Il garda le silence encore un moment avant de rebrousser chemin et de repartir vers le centre de Tokyo pour aller chercher la femme de sa vie et la reconduire chez eux… pour le dernier soir peut-être…  

 

- L’émission s’est bien passée ?, lui demanda-t-il.  

- Oui, merci. On a eu des discussions très intéressantes., répondit-elle avec un léger sourire.  

 

Elle se mordit la lèvre et hésita à lui demander s’il avait entendu la chanson. Réprimant un soupir de frustration, elle se tourna de l’autre côté et regarda les immeubles défiler. Arrivés dans le garage de l’immeuble, elle fut surprise de voir Ryo rester immobile derrière le volant, le regard perdu dans le vide.  

 

- Ca va ?, l’interrogea-t-elle doucement.  

 

Il tourna un regard intense sur elle et elle se sentit frissonner tant elle le sentait submergé. Il resta ainsi à la fixer pendant plus d’une minute avant de baisser la tête, visiblement contrarié. Pensant qu’il avait besoin de rester seul, elle ouvrit la porte et se tourna pour sortir.  

 

- J’ai… J’ai une peur bleue de te perdre. Si on fait notre vie ensemble et que je te perds… je crois que je deviendrais fou de douleur. L’idée m’est déjà insupportable aujourd’hui mais… ce serait pire encore., murmura-t-il.  

 

En un éclair, il se retrouva enlacé, son corps pressé contre le sien, la tête nichée dans son cou, ses doigts caressant ses cheveux.  

 

- Moi aussi, j’ai peur de te perdre, Ryo. Je connais les risques et je les assume mais je sais aussi qu’on aura des regrets si on ne tente pas notre chance. Je ne peux pas te promettre d’échapper au danger mais je peux te promettre de t’aimer chaque jour qui passera. On ne sait pas de quoi sera fait notre avenir mais on pourrait avoir des projets à deux, s’aimer et être heureux le temps que ça durera. Est-ce que tu pourrais surmonter tes peurs grâce à cela ?, lui demanda-t-elle.  

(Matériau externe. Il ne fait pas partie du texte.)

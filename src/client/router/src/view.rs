/* src/client/router/src/view.rs */

use std::future::Future;
use std::path::PathBuf;
use std::pin::Pin;
use std::sync::Arc;

use crate::errors::ViewLoadError;

pub type BoxFuture<T> = Pin<Box<dyn Future<Output = T> + Send>>;

pub type ViewFuture = BoxFuture<Result<ViewModule, ViewLoadError>>;

/// Deferred loader: each call starts one fetch of the view's implementation unit.
pub type ViewLoaderFn = Arc<dyn Fn() -> ViewFuture + Send + Sync>;

/// A loaded view implementation, handed to the host framework for rendering.
#[derive(Debug, Clone, PartialEq, Eq)]
pub struct ViewModule {
  pub chunk: String,
  pub source: String,
}

impl ViewModule {
  pub fn new(chunk: impl Into<String>, source: impl Into<String>) -> Self {
    Self { chunk: chunk.into(), source: source.into() }
  }
}

/// Where view chunks come from.
pub trait ViewSource: Send + Sync {
  fn fetch(&self, chunk: &str) -> ViewFuture;
}

/// Reads `<dir>/<chunk>.<extension>` from disk.
pub struct FsViewSource {
  dir: PathBuf,
  extension: String,
}

impl FsViewSource {
  pub fn new(dir: impl Into<PathBuf>) -> Self {
    Self { dir: dir.into(), extension: "html".to_string() }
  }

  pub fn extension(mut self, extension: impl Into<String>) -> Self {
    self.extension = extension.into();
    self
  }

  pub fn chunk_path(&self, chunk: &str) -> PathBuf {
    self.dir.join(format!("{chunk}.{}", self.extension))
  }
}

impl ViewSource for FsViewSource {
  fn fetch(&self, chunk: &str) -> ViewFuture {
    let path = self.chunk_path(chunk);
    let chunk = chunk.to_string();
    Box::pin(async move {
      match tokio::fs::read_to_string(&path).await {
        Ok(source) => Ok(ViewModule { chunk, source }),
        Err(e) => {
          let message = format!("{}: {e}", path.display());
          Err(ViewLoadError::Fetch { chunk, message })
        }
      }
    })
  }
}

/// Bind a chunk name to a source, producing the route's deferred loader.
pub fn lazy(source: &Arc<dyn ViewSource>, chunk: &str) -> ViewLoaderFn {
  let source = Arc::clone(source);
  let chunk = chunk.to_string();
  Arc::new(move || source.fetch(&chunk))
}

- Je ne sais pas., murmura-t-il, s’apaisant à son contact qui lui avait tant manqué.  

- Réfléchis-y. Même si on ne doit avoir qu’un jour, ça pourrait valoir le coup, non ?, lui suggéra-t-elle.  

 

Face à l’absence de réponse ou de réaction, elle se retint de soupirer.  

 

- Tu es le seul à pouvoir décider. A toi de voir., conclut-elle.  

 

Elle s’écarta doucement de lui, lutta contre l’envie de l’embrasser et sortit de la voiture avant de regagner l’appartement, le laissant seul avec ses pensées.